Structure Your Resume and Cover Letter to Minimize Gaps 

It’s a good idea to have your resume reviewed to make sure it is strong and that it doesn’t emphasize the gap in employment. If the gap is obvious, you may want to briefly address it in your cover letter.   

 

If you have short gaps in employment between jobs, one way to minimize them on your resume—and possibly increase your chance of getting an interview—is to remove the months and only list the years of employment for each job you’ve held. For example, instead of listing the period of employment as “May 2012 - October 2015” you would simply list it as “2012 - 2015.” Keep in mind that this format only works if your gap in employment is shorter than one calendar year. 

 

Address the Employment Gap Briefly 

You should never lie about an employment gap. It’s very important to be honest and to address the employment gap directly, but keep the explanation brief and to the point. Some employment gaps are easier to explain than others, but you should avoid a detailed explanation that dwells on the circumstances. The more you explain, the more likely it is you’ll say something that could hurt your chances of getting the job. 

 

It’s common for newcomers to experience a gap in employment as they get settled. But you can turn this to your advantage because global experience is increasingly valued by employers. Briefly explain how your global experience can give you an advantage in the role or how it can help the employer. 

 

Prepare for Questions About the Gap in Employment 

You should expect to be asked about your employment gap, and preparation for those questions is very important. You should practice until you feel confident enough that your responses are natural, not overly rehearsed.

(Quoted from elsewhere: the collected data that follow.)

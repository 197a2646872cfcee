// Example: a DragSession driving a full pointer drag, ending in a drop.
use draglist::{
    Axis, DimensionMap, DraggableId, DroppableKind, DroppableMeasurement, Point, Rect, Spacing,
    Viewport, build_draggable, build_droppable,
};
use draglist_adapter::DragSession;

fn main() {
    let mut map = DimensionMap::new();
    for (name, left) in [("backlog", 0.0), ("sprint", 120.0)] {
        map.insert_droppable(build_droppable(DroppableMeasurement {
            id: name.into(),
            kind: DroppableKind::from("ticket"),
            axis: Axis::Vertical,
            is_enabled: true,
            is_combine_enabled: false,
            client_border_box: Rect::new(0.0, left + 100.0, 120.0, left),
            margin: Spacing::NONE,
            border: Spacing::NONE,
            padding: Spacing::NONE,
            window_scroll: Point::ZERO,
            frame: None,
        }));
    }
    for (i, name) in ["one", "two", "three"].iter().enumerate() {
        map.insert_draggable(build_draggable(
            DraggableId::from(*name),
            "backlog".into(),
            i,
            Rect::new(i as f64 * 24.0, 100.0, i as f64 * 24.0 + 24.0, 0.0),
            Spacing::NONE,
            Spacing::NONE,
            Spacing::NONE,
            Point::ZERO,
        ));
    }

    let viewport = Viewport::new(Rect::new(0.0, 800.0, 600.0, 0.0), Point::ZERO, Point::ZERO);
    let mut session = DragSession::new(map, viewport);

    session.lift(&DraggableId::from("one")).unwrap();
    for center in [
        Point::new(50.0, 40.0),
        Point::new(110.0, 40.0),
        Point::new(170.0, 20.0),
    ] {
        let impact = session.move_to(center).unwrap();
        match impact.destination() {
            Some(location) => println!(
                "({:>5.1}, {:>4.1}) over {}[{}]",
                center.x, center.y, location.droppable_id, location.index
            ),
            None => println!("({:>5.1}, {:>4.1}) over nothing", center.x, center.y),
        }
    }

    let outcome = session.complete().unwrap();
    println!(
        "dropped: {}[{}] -> {:?}",
        outcome.source.droppable_id,
        outcome.source.index,
        outcome
            .destination
            .map(|location| format!("{}[{}]", location.droppable_id, location.index))
    );
}
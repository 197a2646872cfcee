//! A headless drag-and-drop impact engine inspired by react-beautiful-dnd.
//!
//! For adapter-level utilities (frame-throttled auto scrolling, a drag session
//! controller), see the `draglist-adapter` crate.
//!
//! This crate focuses on the pure computation at the heart of list reordering:
//! given a snapshot of every draggable's and droppable's geometry, the dragged
//! item's current selection point, and the previously computed impact, it
//! decides which list is targeted, which index the item would land at, which
//! siblings are displaced (and whether that displacement should animate), or
//! whether the drag is combining with a single target item. It also contains
//! the auto-scroll physics (edge proximity into scroll velocity) and the
//! keyboard step-to-next-index transforms.
//!
//! It is UI-agnostic. A DOM/TUI/GUI layer is expected to provide:
//! - measured border boxes, margins, and scroll frames for every entity
//! - a page-space selection point once per frame while dragging
//! - sinks that apply the scroll commands the engine asks for
//!
//! Everything here is side-effect free: calculators take the previous impact
//! as an argument and return a new value. Two calls with equal inputs return
//! equal outputs.
#![forbid(unsafe_code)]

#[macro_use]
mod macros;

mod autoscroll;
mod axis;
mod calculate;
mod combine;
mod destination;
mod dimension;
mod dimension_map;
mod displacement;
mod error;
mod geometry;
mod impact;
mod lift;
mod publish;
mod reorder;
mod scroll;
mod stepper;
mod types;
mod viewport;
mod visibility;


pub use autoscroll::{
    AutoScrollArgs, AutoScrollConfig, Ease, ScrollRequest, Thresholds, can_partially_scroll,
    get_scroll_request, required_scroll, truncate_scroll,
};
pub use axis::Axis;
pub use calculate::{ImpactArgs, get_drag_impact};
pub use dimension::{
    DraggableDimension, DroppableDimension, DroppableMeasurement, FrameMeasurement,
    PlaceholderInSubject, ScrollFrame, ScrollSize, Subject, add_placeholder, build_draggable,
    build_droppable, remove_placeholder, scroll_droppable,
};
pub use dimension_map::DimensionMap;
pub use displacement::{
    Displacement, DisplacementArgs, DisplacedBy, DisplacementGroup, displacement_group,
};
pub use error::DragError;
pub use geometry::{BoxModel, Point, Rect, Spacing};
pub use impact::{Combine, DragImpact, ImpactTarget, Location};
pub use lift::{LiftEffect, current_offset_of, get_lift_effect};
pub use publish::republish;
pub use scroll::{ScrollDetails, ScrollDiff};
pub use stepper::{MoveResult, StepArgs, move_cross_axis, move_to_next_index};
pub use types::{DraggableId, DroppableId, DroppableKind, Motion, UserDirection};
pub use viewport::{Viewport, scroll_viewport};
pub use visibility::{
    is_partially_visible, is_partially_visible_in_droppable, is_partially_visible_in_viewport,
};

If you’re underprepared and nervous or overprepared and sound like you’re reading a script, the interviewer may think you’re not being completely truthful. 

 

Fill Employment Gaps with Meaningful Activities 

If you are currently between jobs, one of the best things you can do as you actively search for work is engage in meaningful activities, such as participating in a bridging program for newcomers to Canada, volunteering, interning, or taking professional development courses.  

 

If you’re interning or taking a course, it shows a hiring team that you are taking steps to keep your skills current. Volunteering can also help you to learn about the Canadian workplace, develop new skills, and expand your network. Even if it’s completely unrelated to your career, it demonstrates your commitment to supporting and helping others—soft skills that are attractive to employers.